---------- Material supplied
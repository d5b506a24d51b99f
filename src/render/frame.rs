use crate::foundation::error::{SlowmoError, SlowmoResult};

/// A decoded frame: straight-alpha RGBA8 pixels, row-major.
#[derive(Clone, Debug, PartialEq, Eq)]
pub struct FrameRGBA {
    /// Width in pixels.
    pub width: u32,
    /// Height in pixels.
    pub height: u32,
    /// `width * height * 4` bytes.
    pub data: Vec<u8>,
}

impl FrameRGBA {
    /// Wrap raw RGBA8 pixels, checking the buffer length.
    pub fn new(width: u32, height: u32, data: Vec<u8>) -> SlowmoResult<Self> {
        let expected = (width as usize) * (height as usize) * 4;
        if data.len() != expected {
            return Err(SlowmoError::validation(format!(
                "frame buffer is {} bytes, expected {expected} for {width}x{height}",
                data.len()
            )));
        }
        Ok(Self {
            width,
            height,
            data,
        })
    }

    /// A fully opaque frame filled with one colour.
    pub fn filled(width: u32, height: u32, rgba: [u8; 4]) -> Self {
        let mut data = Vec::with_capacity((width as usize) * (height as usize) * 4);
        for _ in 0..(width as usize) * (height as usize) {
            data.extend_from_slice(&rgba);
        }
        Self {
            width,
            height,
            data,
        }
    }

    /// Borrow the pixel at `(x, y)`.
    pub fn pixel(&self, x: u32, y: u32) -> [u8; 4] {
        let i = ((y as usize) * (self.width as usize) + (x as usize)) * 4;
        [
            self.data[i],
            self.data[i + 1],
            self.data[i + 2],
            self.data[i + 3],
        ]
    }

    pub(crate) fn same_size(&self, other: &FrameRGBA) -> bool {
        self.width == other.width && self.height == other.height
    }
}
--------------------
→ **Work task**
The lines you need are those holding the word "filled"; copy each of them from the material above.

→ **Reply**
    /// A fully opaque frame filled with one colour.
    pub fn filled(width: u32, height: u32, rgba: [u8; 4]) -> Self {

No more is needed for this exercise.